= False evidence =

Any information created or obtained illegally in order to sway a verdict in court

False evidence, fabricated evidence, forged evidence, fake evidence or tainted evidence is information created or obtained illegally in order to sway the verdict in a court case. Falsified evidence could be created by either side in a case (including the police/prosecution in a criminal case), or by someone sympathetic to either side. Misleading by suppressing evidence can also be considered a form of false evidence (by omission); however, in some cases, suppressed evidence is excluded because it cannot be proved the accused was aware of the items found or of their location. The analysis of evidence (forensic evidence) may also be forged if the person doing the forensic work finds it easier to fabricate evidence and test results than to perform the actual work involved. Parallel construction is a form of false evidence in which the evidence is truthful but its origins are untruthfully described, at times in order to avoid evidence being excluded as inadmissible due to unlawful means of procurement such as an unlawful search.
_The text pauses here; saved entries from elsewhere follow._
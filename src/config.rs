//! Application configuration loaded from environment variables.
//!
//! Strava credentials are secrets and must come from the environment (or a
//! local `.env` file during development); nothing is hard-coded.

use std::env;

use crate::models::BoundingBox;

/// Default area for segment explore (south, west, north, east).
const DEFAULT_SEGMENT_BOUNDS: &str = "51.036047,-114.150184,51.054738,-114.111313";

/// Application configuration, loaded once at startup.
#[derive(Debug, Clone)]
pub struct Config {
    // --- Environment Variables (non-sensitive) ---
    /// Strava OAuth client ID (public)
    pub strava_client_id: String,
    /// Server port
    pub port: u16,
    /// CSV file holding cached photo metadata
    pub photo_cache_path: String,
    /// Area searched for segments at startup
    pub segment_bounds: BoundingBox,
    /// Strava explore activity type ("riding" or "running")
    pub segment_activity_type: String,
    /// Directory served under /static
    pub static_dir: String,
    /// Strava REST API base URL
    pub strava_api_url: String,
    /// Strava OAuth token endpoint
    pub strava_oauth_url: String,

    // --- Secrets ---
    /// Strava OAuth client secret
    pub strava_client_secret: String,
    /// Long-lived refresh token for the dashboard's athlete
    pub strava_refresh_token: String,
}

impl Default for Config {
    /// Default config for testing only.
    fn default() -> Self {
        Self {
            strava_client_id: "test_client_id".to_string(),
            port: 8080,
            photo_cache_path: "data/photos.csv".to_string(),
            segment_bounds: BoundingBox {
                south: 51.036047,
                west: -114.150184,
                north: 51.054738,
                east: -114.111313,
            },
            segment_activity_type: "riding".to_string(),
            static_dir: "static".to_string(),
            strava_api_url: "http://127.0.0.1:9/api/v3".to_string(),
            strava_oauth_url: "http://127.0.0.1:9/oauth/token".to_string(),
            strava_client_secret: "test_secret".to_string(),
            strava_refresh_token: "test_refresh_token".to_string(),
        }
    }
}

impl Config {
    /// Load configuration from environment variables.
    pub fn from_env() -> Result<Self, ConfigError> {
        dotenvy::dotenv().ok(); // Load .env file if present

        let segment_bounds = env::var("SEGMENT_BOUNDS")
            .unwrap_or_else(|_| DEFAULT_SEGMENT_BOUNDS.to_string())
            .parse()
            .map_err(|e| ConfigError::Invalid("SEGMENT_BOUNDS", e))?;

        let port = match env::var("PORT") {
            Ok(raw) => raw
                .parse()
                .map_err(|_| ConfigError::Invalid("PORT", format!("not a port number: {}", raw)))?,
            Err(_) => 8080,
        };

        Ok(Self {
            strava_client_id: env::var("STRAVA_CLIENT_ID")
                .map(|v| v.trim().to_string())
                .map_err(|_| ConfigError::Missing("STRAVA_CLIENT_ID"))?,
            port,
            photo_cache_path: env::var("PHOTO_CACHE_PATH")
                .unwrap_or_else(|_| "data/photos.csv".to_string()),
            segment_bounds,
            segment_activity_type: env::var("SEGMENT_ACTIVITY_TYPE")
                .unwrap_or_else(|_| "riding".to_string()),
            static_dir: env::var("STATIC_DIR").unwrap_or_else(|_| "static".to_string()),
            strava_api_url: env::var("STRAVA_API_URL")
                .unwrap_or_else(|_| "https://www.strava.com/api/v3".to_string()),
            strava_oauth_url: env::var("STRAVA_OAUTH_URL")
                .unwrap_or_else(|_| "https://www.strava.com/oauth/token".to_string()),

            strava_client_secret: env::var("STRAVA_CLIENT_SECRET")
                .map(|v| v.trim().to_string())
                .map_err(|_| ConfigError::Missing("STRAVA_CLIENT_SECRET"))?,
            strava_refresh_token: env::var("STRAVA_REFRESH_TOKEN")
                .map(|v| v.trim().to_string())
                .map_err(|_| ConfigError::Missing("STRAVA_REFRESH_TOKEN"))?,
        })
    }
}

/// Configuration errors
#[derive(Debug, thiserror::Error)]
pub enum ConfigError {
    #[error("Missing required environment variable: {0}")]
    Missing(&'static str),

    #[error("Invalid value for {0}: {1}")]
    Invalid(&'static str, String),
}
Apart from the desire for one side or another to succeed or fail in its case, the exact rationale for falsifying evidence can vary. Falsifying evidence to procure the conviction of those honestly believed guilty is considered a form of police corruption even though it is intended to (and may) result in the conviction of the guilty; however it may also reflect the incorrect prejudices of the falsifier, and it also tends to encourage corrupt police behavior generally. In the United Kingdom, this is sometimes called 'Noble Cause Corruption.' A "throw down," i.e. the planting of a weapon at a crime scene might be used by the police to justify shooting the victim in self-defense, and avoid possible prosecution for manslaughter. However, the accused might have falsified some evidence, especially if not arrested immediately, or by having other access to a crime scene and related areas.

==Types==
- Forged evidence - an item or information manufactured, or altered, to support some agenda, is not admissible in many courts, including U.S. criminal courts.
- Planted evidence - an item or information which has been moved, or planted at a scene, to seem related to the accused party, is not admissible in many courts, including U.S. criminal courts.
- Tainted evidence - information which has been obtained by illegal means or has been revealed (or traced) using evidence acquired by illegal search, and/or seizure, is called the "fruit of the poisonous tree" and is not admissible in many courts, including U.S. criminal courts.
- Parallel construction - tainted evidence, where the origin of the evidence is untruthfully represented, preventing discussion of whether it was legally obtained or not.
- Suppressed evidence - an item or information which a court judge has ruled as "inadmissible" is forbidden to be presented in a court case. Suppressed evidence might be excluded because it was found hidden or locked away in areas the accused could not be proven to know.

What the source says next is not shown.